Para o cientista político e especialista em cultura Manoel J. de Souza Neto, a consulta pública não resolve nem arranha os gargalos que movem os debates sobre a Rouanet há décadas.

Ele lembra que o Brasil perdeu a chance de estruturar um novo modelo de financiamento quando a PNAB (Política Nacional Aldir Blanc) sofreu grandes alterações pelo Ministério da Fazenda.


“A PNAB poderia ter sido um novo mecanismo capaz de competir com a Rouanet, pois levaria uma maior distribuição de recursos em estados e municípios. Mas com a alteração feita ano passado pelo ministro Fernando Haddad, restou apenas a Lei Rouanet, velha de guerra.”

Na avaliação dele, a consulta do Ministério da Cultura não tem condições de enfrentar esse cenário.

“São meros mecanismos normativos sem a menor relevância. Por interesse social, precisava fazer reformulação da lei, criar tetos estudados tecnicamente. Essa consulta pública é totalmente insuficiente e ineficaz”, comenta.

Gargalos estruturais

O assessor técnico Vando Rodrigues, que atua na área de políticas culturais, também avalia que a consulta pública é importante, mas insuficiente diante da complexidade da Rouanet.

“A consulta pública, embora seja um instrumento democrático e importante para captar percepções da sociedade civil, não é suficiente para sanar os problemas históricos dessa lei. Grande parte dos entraves da Rouanet decorre de aspectos que ultrapassam o poder normativo do Ministério da Cultura e exigem alterações que só podem ser realizadas por meio do Poder Legislativo.”

Entre os gargalos persistentes, ele aponta:

  • Desigualdade geográfica crônica;
  • Dependência do interesse de marca das empresas;
  • Dificuldade de captação para pequenos proponentes;
  • Complexidade técnica e burocrática;
  • Ausência de um fundo público complementar.

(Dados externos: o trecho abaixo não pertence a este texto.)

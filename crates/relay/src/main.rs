//! `fleet-relay` — ingestion relay entry point.
//!
//! Startup sequence:
//! 1. Load and validate [`Config`] from environment variables.
//! 2. Initialise the telemetry pipeline (JSON logs, optional OTLP spans).
//! 3. Resolve broker settings; the producer itself is created on first use.
//! 4. Build the Axum router and serve until Ctrl-C / SIGTERM.

mod broker;
mod config;
mod scoring;
mod server;
mod telemetry;

use std::sync::Arc;

use anyhow::{Context, Result};
use tracing::info;

use broker::{BrokerSettings, KafkaProducerFactory, ProducerManager};
use config::Config;
use scoring::TelemetryScorer;
use server::state::AppState;

#[tokio::main]
async fn main() -> Result<()> {
    // -----------------------------------------------------------------------
    // 1. Configuration
    // -----------------------------------------------------------------------
    let cfg = Config::from_env().map_err(|e| {
        // Telemetry is not yet up; write to stderr directly.
        eprintln!("ERROR: configuration invalid: {e:#}");
        e
    })?;

    // -----------------------------------------------------------------------
    // 2. Telemetry
    // -----------------------------------------------------------------------
    telemetry::init_telemetry(cfg.otel_exporter_otlp_endpoint.as_deref(), &cfg.log_level)?;
    info!(
        version = env!("CARGO_PKG_VERSION"),
        http_port = cfg.http_port,
        topic = %cfg.broker_topic,
        local = cfg.is_local,
        "fleet-relay starting"
    );

    // -----------------------------------------------------------------------
    // 3. Broker producer (lazy)
    // -----------------------------------------------------------------------
    let settings =
        BrokerSettings::from_config(&cfg).context("failed to resolve broker settings")?;
    let producers = ProducerManager::new(settings, Arc::new(KafkaProducerFactory));
    info!(
        bootstrap_servers = %producers.settings().bootstrap_servers,
        ca_location = %producers.settings().ca_location.display(),
        "broker settings resolved"
    );

    // -----------------------------------------------------------------------
    // 4. HTTP server
    // -----------------------------------------------------------------------
    let state = AppState::new(Arc::new(TelemetryScorer), producers);
    let router = server::router::build(
        state,
        server::middleware::request_timeout(cfg.request_timeout_secs),
    );

    let addr: std::net::SocketAddr = ([0, 0, 0, 0], cfg.http_port).into();
    let listener = tokio::net::TcpListener::bind(addr)
        .await
        .with_context(|| format!("failed to bind {addr}"))?;
    info!(addr = %addr, "listening");

    axum::serve(listener, router)
        .with_graceful_shutdown(server::shutdown_signal())
        .await?;

    telemetry::shutdown_telemetry();
    info!("fleet-relay stopped");
    Ok(())
}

Segundo Vando, o eixo Sul-Sudeste continua recebendo a maior parte dos investimentos, e essas disparidades estruturais não podem ser corrigidas apenas com “ajustes regulatórios”.

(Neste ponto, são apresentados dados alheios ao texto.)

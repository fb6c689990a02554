//! Common types, protocol definitions, and errors shared across `fleet-relay` crates.

pub mod envelope;
pub mod error;
pub mod protocol;

pub use envelope::{Score, UpdateEnvelope};
pub use error::ServiceError;
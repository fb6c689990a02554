//! Axum router construction.

use std::time::Duration;

use axum::{
    routing::{get, post},
    Router,
};
use tower_http::{compression::CompressionLayer, timeout::TimeoutLayer, trace::TraceLayer};

use super::{handlers, middleware, state::AppState};

/// Path of the ingestion endpoint.
pub const UPDATES_PATH: &str = "/api/updates";

/// Build the application [`Router`] with all routes and middleware attached.
pub fn build(state: AppState, request_timeout: Duration) -> Router {
    Router::new()
        .route(UPDATES_PATH, post(handlers::ingest_update))
        .route("/health", get(handlers::health))
        .fallback(handlers::not_found)
        .layer(middleware::body_limit())
        .layer(TraceLayer::new_for_http())
        .layer(TimeoutLayer::new(request_timeout))
        .layer(CompressionLayer::new())
        .with_state(state)
}
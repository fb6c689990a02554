//! Scoring of update text.
//!
//! The relay treats scoring as an injected capability: handlers only see
//! `Arc<dyn Scorer>`. [`TelemetryScorer`] is the bundled default; any
//! `Fn(&str) -> Result<Score, ScoreError>` closure also qualifies.

use common::{Score, ServiceError};
use thiserror::Error;

/// Errors produced while scoring an update.
#[derive(Debug, Error)]
pub enum ScoreError {
    /// The update text is empty or whitespace only.
    #[error("update is empty")]
    EmptyUpdate,

    /// The computed score overflowed to a non-finite value.
    #[error("score is not a finite number")]
    NotFinite,
}

impl From<ScoreError> for ServiceError {
    fn from(err: ScoreError) -> Self {
        ServiceError::ScoringFailure(err.to_string())
    }
}

/// Pure function from update text to a score.
pub trait Scorer: Send + Sync {
    /// Score `update`. Must depend on nothing but `update`.
    fn score(&self, update: &str) -> Result<Score, ScoreError>;
}

impl<F> Scorer for F
where
    F: Fn(&str) -> Result<Score, ScoreError> + Send + Sync,
{
    fn score(&self, update: &str) -> Result<Score, ScoreError> {
        self(update)
    }
}

/// Default scorer for `key=value` telemetry updates.
///
/// Splits the update on commas, and sums every value that parses as a finite
/// number. Pairs with non-numeric values (e.g. `zone=urban`) and fragments
/// without `=` contribute nothing.
#[derive(Debug, Default, Clone, Copy)]
pub struct TelemetryScorer;

impl Scorer for TelemetryScorer {
    fn score(&self, update: &str) -> Result<Score, ScoreError> {
        if update.trim().is_empty() {
            return Err(ScoreError::EmptyUpdate);
        }

        let total: Score = update
            .split(',')
            .filter_map(|pair| pair.split_once('='))
            .filter_map(|(_, value)| value.trim().parse::<Score>().ok())
            .filter(|value| value.is_finite())
            .sum();

        if !total.is_finite() {
            return Err(ScoreError::NotFinite);
        }
        Ok(total)
    }
}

Ele também destaca que a lei só será mais democrática se incorporar novos mecanismos de financiamento, territorialização de recursos e critérios explícitos de diversidade cultural.

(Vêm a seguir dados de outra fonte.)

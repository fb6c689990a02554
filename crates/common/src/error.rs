//! Common error types shared across crates.

use thiserror::Error;

/// Request-level error type.
///
/// Every variant aborts the current request; there is no degraded mode.
/// Variants map to HTTP status codes returned to callers:
/// - [`ServiceError::BadRequest`] → 400
/// - [`ServiceError::ScoringFailure`] → 500
/// - [`ServiceError::PublishFailure`] → 502
/// - [`ServiceError::Unavailable`] → 503
/// - [`ServiceError::Internal`] → 500
#[derive(Debug, Error)]
pub enum ServiceError {
    /// The request body is not valid JSON or lacks a usable `update` field.
    #[error("bad request: {0}")]
    BadRequest(String),

    /// The scorer rejected the update text.
    #[error("scoring failure: {0}")]
    ScoringFailure(String),

    /// The broker rejected the publish or did not acknowledge it in time.
    #[error("publish failure: {0}")]
    PublishFailure(String),

    /// The broker producer could not be initialised.
    #[error("service unavailable: {0}")]
    Unavailable(String),

    /// An unexpected internal error occurred.
    #[error("internal error: {0}")]
    Internal(String),
}

impl ServiceError {
    /// Returns the HTTP status code that should be sent for this error.
    pub fn http_status(&self) -> u16 {
        match self {
            ServiceError::BadRequest(_) => 400,
            ServiceError::ScoringFailure(_) => 500,
            ServiceError::PublishFailure(_) => 502,
            ServiceError::Unavailable(_) => 503,
            ServiceError::Internal(_) => 500,
        }
    }

    /// Short machine-readable code used in [`crate::protocol::ErrorResponse`].
    pub fn code(&self) -> &'static str {
        match self {
            ServiceError::BadRequest(_) => "bad_request",
            ServiceError::ScoringFailure(_) => "scoring_failed",
            ServiceError::PublishFailure(_) => "publish_failed",
            ServiceError::Unavailable(_) => "service_unavailable",
            ServiceError::Internal(_) => "internal_error",
        }
    }
}

#[cfg(test)]
mod tests {
    use super::*;

    #[test]
    fn http_status_codes() {
        assert_eq!(ServiceError::BadRequest("x".into()).http_status(), 400);
        assert_eq!(ServiceError::ScoringFailure("x".into()).http_status(), 500);
        assert_eq!(ServiceError::PublishFailure("x".into()).http_status(), 502);
        assert_eq!(ServiceError::Unavailable("x".into()).http_status(), 503);
        assert_eq!(ServiceError::Internal("x".into()).http_status(), 500);
    }

    #[test]
    fn no_variant_maps_to_success() {
        let all = [
            ServiceError::BadRequest("x".into()),
            ServiceError::ScoringFailure("x".into()),
            ServiceError::PublishFailure("x".into()),
            ServiceError::Unavailable("x".into()),
            ServiceError::Internal("x".into()),
        ];
        assert!(all.iter().all(|e| e.http_status() >= 400));
    }

    #[test]
    fn display_includes_message() {
        let e = ServiceError::PublishFailure("message timed out".into());
        assert!(e.to_string().contains("message timed out"));
        assert_eq!(e.code(), "publish_failed");
    }
}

“A cultura brasileira é vasta, plural e pulsante — a política pública precisa ser igualmente plural para alcançá-la”, finaliza.

Ministério da Cultura

No lançamento da consulta, o ministério afirmou que o objetivo é aprimorar a instrução normativa e atualizar os procedimentos de análise, execução e prestação de contas dos projetos culturais do Pronac (Programa Nacional de Apoio à Cultura).

A secretária em exercício, Teresa Cristina Rocha, declarou: “A consulta pública nos permitirá adequar o conjunto de normas do Pronac para que os procedimentos reflitam, de fato, a dinâmica da produção cultural nacional, com a garantia do rigoroso cumprimento dos controles previstos em lei.”

O ministério diz ainda que a revisão final da normativa será publicada em 2026, antes da abertura do Salic (Sistema de Apoio às Leis de Incentivo à Cultura) para envio de novos projetos.